We previously reported that the cytosolic phospholipase A2 (cPLA2) pathway is involved in ventilator-induced lung injury (VILI) produced by high peak inflation pressures (PIP) ( J Appl Physiol 98: 1264–1271, 2005), but the relative contributions of the various downstream products of cPLA2 on the acute permeability response were not determined. Therefore, we investigated the role of cPLA2 and the downstream products of arachidonic acid metabolism in the high-PIP ventilation-induced increase in vascular permeability. We perfused isolated mouse lungs and measured the capillary filtration coefficient ( K fc) after 30 min of ventilation with 9, 25, and 35 cmH2O PIP. In high-PIP-ventilated lungs, K fc increased significantly, 2.7-fold, after ventilation with 35 cmH2O PIP compared with paired baseline values and low-PIP-ventilated lungs.
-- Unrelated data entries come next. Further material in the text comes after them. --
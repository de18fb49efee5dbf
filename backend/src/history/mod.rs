//! Undo/redo history of the working table.
//!
//! A bounded list of snapshots with a cursor. Each snapshot owns its own copy
//! of the table, so later changes to the working table never reach it.
//! Snapshots committed inside a filter chain also remember the chain's
//! unfiltered table, shared between them.

use chrono::{DateTime, Utc};
use serde::Serialize;
use std::collections::VecDeque;
use std::sync::Arc;

use crate::models::Table;

/// Label of the first snapshot after a dataset is loaded or merged.
pub const BASELINE_LABEL: &str = "initial data";

/// A committed state of the working table.
#[derive(Debug, Clone)]
pub struct HistorySnapshot {
    pub label: String,
    pub created_at: DateTime<Utc>,
    pub table: Table,
    /// Unfiltered table of the filter chain this snapshot belongs to.
    pub filter_baseline: Option<Arc<Table>>,
}

/// Snapshot metadata, without the table.
#[derive(Debug, Clone, PartialEq, Serialize)]
#[serde(rename_all = "camelCase")]
pub struct SnapshotInfo {
    pub label: String,
    pub created_at: DateTime<Utc>,
    pub rows: usize,
    pub columns: usize,
    /// The cursor points at this snapshot.
    pub current: bool,
}

#[derive(Debug, Clone)]
pub struct History {
    snapshots: VecDeque<HistorySnapshot>,
    /// `None` when empty.
    cursor: Option<usize>,
    capacity: usize,
}

impl History {
    pub fn new(capacity: usize) -> Self {
        Self {
            snapshots: VecDeque::new(),
            cursor: None,
            capacity: capacity.max(1),
        }
    }

    /// Record a new state.
    ///
    /// Snapshots after the cursor are discarded first. When the capacity is
    /// exceeded the oldest snapshot is evicted and the cursor still points at
    /// the new one.
    pub fn commit(&mut self, table: &Table, label: impl Into<String>) {
        self.commit_filtered(table, label, None);
    }

    /// Record a state produced by a filter running on `filter_baseline`.
    pub fn commit_filtered(
        &mut self,
        table: &Table,
        label: impl Into<String>,
        filter_baseline: Option<Arc<Table>>,
    ) {
        if let Some(cursor) = self.cursor {
            self.snapshots.truncate(cursor + 1);
        }

        self.snapshots.push_back(HistorySnapshot {
            label: label.into(),
            created_at: Utc::now(),
            table: table.clone(),
            filter_baseline,
        });

        if self.snapshots.len() > self.capacity {
            self.snapshots.pop_front();
        }
        self.cursor = Some(self.snapshots.len() - 1);
    }

    /// Step back. Returns the label of the undone snapshot and a copy of the
    /// table now current, or `None` at the oldest snapshot.
    pub fn undo(&mut self) -> Option<(String, Table)> {
        let cursor = self.cursor.filter(|&c| c > 0)?;
        let undone = self.snapshots[cursor].label.clone();
        self.cursor = Some(cursor - 1);
        Some((undone, self.snapshots[cursor - 1].table.clone()))
    }

    /// Step forward. Returns the label and a copy of the redone table, or
    /// `None` at the newest snapshot.
    pub fn redo(&mut self) -> Option<(String, Table)> {
        let cursor = self.cursor?;
        if cursor + 1 >= self.snapshots.len() {
            return None;
        }
        self.cursor = Some(cursor + 1);
        let snapshot = &self.snapshots[cursor + 1];
        Some((snapshot.label.clone(), snapshot.table.clone()))
    }

    pub fn clear(&mut self) {
        self.snapshots.clear();
        self.cursor = None;
    }

    pub fn can_undo(&self) -> bool {
        self.cursor.is_some_and(|c| c > 0)
    }

    pub fn can_redo(&self) -> bool {
        self.cursor.is_some_and(|c| c + 1 < self.snapshots.len())
    }

    pub fn current(&self) -> Option<&HistorySnapshot> {
        self.cursor.map(|c| &self.snapshots[c])
    }

    /// Filter baseline of the current snapshot.
    pub fn filter_baseline(&self) -> Option<&Arc<Table>> {
        self.current().and_then(|s| s.filter_baseline.as_ref())
    }

    /// Cursor position, `None` when empty.
    pub fn cursor(&self) -> Option<usize> {
        self.cursor
    }

    pub fn len(&self) -> usize {
        self.snapshots.len()
    }

    pub fn is_empty(&self) -> bool {
        self.snapshots.is_empty()
    }

    pub fn capacity(&self) -> usize {
        self.capacity
    }

    pub fn entries(&self) -> Vec<SnapshotInfo> {
        self.snapshots
            .iter()
            .enumerate()
            .map(|(i, s)| SnapshotInfo {
                label: s.label.clone(),
                created_at: s.created_at,
                rows: s.table.len(),
                columns: s.table.width(),
                current: self.cursor == Some(i),
            })
            .collect()
    }

    /// `current: <label> (n/m)`, or empty when there is no history.
    pub fn status(&self) -> String {
        match self.current() {
            Some(snapshot) => format!(
                "current: {} ({}/{})",
                snapshot.label,
                self.cursor.map_or(0, |c| c + 1),
                self.snapshots.len()
            ),
            None => String::new(),
        }
    }
}

impl Default for History {
    fn default() -> Self {
        Self::new(50)
    }
}

#[cfg(test)]
mod tests {
    use super::*;
    use crate::models::Cell;

    fn table(n: usize) -> Table {
        Table::new(
            vec!["v".into()],
            (0..n).map(|i| vec![Cell::from(i.to_string())]).collect(),
        )
        .unwrap()
    }

    #[test]
    fn test_undo_redo_inverse() {
        let mut history = History::new(50);
        history.commit(&table(0), BASELINE_LABEL);
        for i in 1..=5 {
            history.commit(&table(i), format!("step {}", i));
        }

        let mut last = None;
        for _ in 0..5 {
            last = history.undo();
        }
        let (label, t) = last.clone().unwrap();
        assert_eq!(label, "step 1");
        assert_eq!(t, table(0));
        assert!(history.undo().is_none());

        for _ in 0..5 {
            last = history.redo();
        }
        assert_eq!(last.unwrap().1, table(5));
        assert!(history.redo().is_none());
    }

    #[test]
    fn test_commit_prunes_redo_branch() {
        let mut history = History::new(50);
        history.commit(&table(0), BASELINE_LABEL);
        history.commit(&table(1), "a");
        history.commit(&table(2), "b");
        history.undo();
        history.undo();
        history.commit(&table(9), "c");

        assert_eq!(history.len(), 2);
        assert!(!history.can_redo());
        let labels: Vec<_> = history.entries().into_iter().map(|e| e.label).collect();
        assert_eq!(labels, vec![BASELINE_LABEL, "c"]);
    }

    #[test]
    fn test_capacity_evicts_oldest() {
        let mut history = History::new(3);
        for i in 0..5 {
            history.commit(&table(i), format!("s{}", i));
        }
        assert_eq!(history.len(), 3);
        assert_eq!(history.cursor(), Some(2));
        assert_eq!(history.current().unwrap().label, "s4");

        history.undo();
        history.undo();
        assert!(!history.can_undo());
        assert_eq!(history.current().unwrap().label, "s2");
    }

    #[test]
    fn test_snapshots_are_independent() {
        let mut history = History::new(5);
        let mut working = table(1);
        history.commit(&working, BASELINE_LABEL);
        working = table(7);
        history.commit(&working, "grow");

        let (_, restored) = history.undo().unwrap();
        assert_eq!(restored, table(1));
        assert_eq!(working.len(), 7);
    }

    #[test]
    fn test_clear_and_status() {
        let mut history = History::new(5);
        assert_eq!(history.status(), "");
        assert!(history.undo().is_none());
        assert!(history.redo().is_none());

        history.commit(&table(1), BASELINE_LABEL);
        history.commit(&table(2), "sort: v (ascending)");
        assert_eq!(history.status(), "current: sort: v (ascending) (2/2)");

        history.clear();
        assert!(history.is_empty());
        assert_eq!(history.cursor(), None);
    }

    #[test]
    fn test_filter_baseline_follows_cursor() {
        let mut history = History::new(5);
        let base = Arc::new(table(4));
        history.commit(&base, BASELINE_LABEL);
        history.commit_filtered(&table(2), "filter", Some(Arc::clone(&base)));
        assert_eq!(history.filter_baseline().map(|b| b.len()), Some(4));

        history.undo();
        assert!(history.filter_baseline().is_none());
        history.redo();
        assert!(Arc::ptr_eq(history.filter_baseline().unwrap(), &base));

        history.commit(&table(1), "sort");
        assert!(history.filter_baseline().is_none());
    }
}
Also, increased phosphorylation of lung cPLA2 suggested enzyme activation after high-PIP ventilation. However, treatment with 40 mg/kg arachidonyl trifluoromethyl ketone (an inhibitor of cPLA2) or a combination of 30 μM ibuprofen [a cyclooxygenase (COX) inhibitor], 100 μM nordihydroguaiaretic acid [a lipoxygenase (LOX) inhibitor], and 10 μM 17-octadecynoic acid (a cytochrome P -450 epoxygenase inhibitor) prevented the high-PIP-induced increase in K fc. Combinations of the inhibitors of COX, LOX, or cytochrome P -450 epoxygenase did not prevent significant increases in K fc, even though bronchoalveolar lavage levels of the COX or LOX products were significantly reduced. These results suggest that multiple mediators from each pathway contribute to the acute ventilator-induced permeability increase in isolated mouse lungs by mutual potentiation.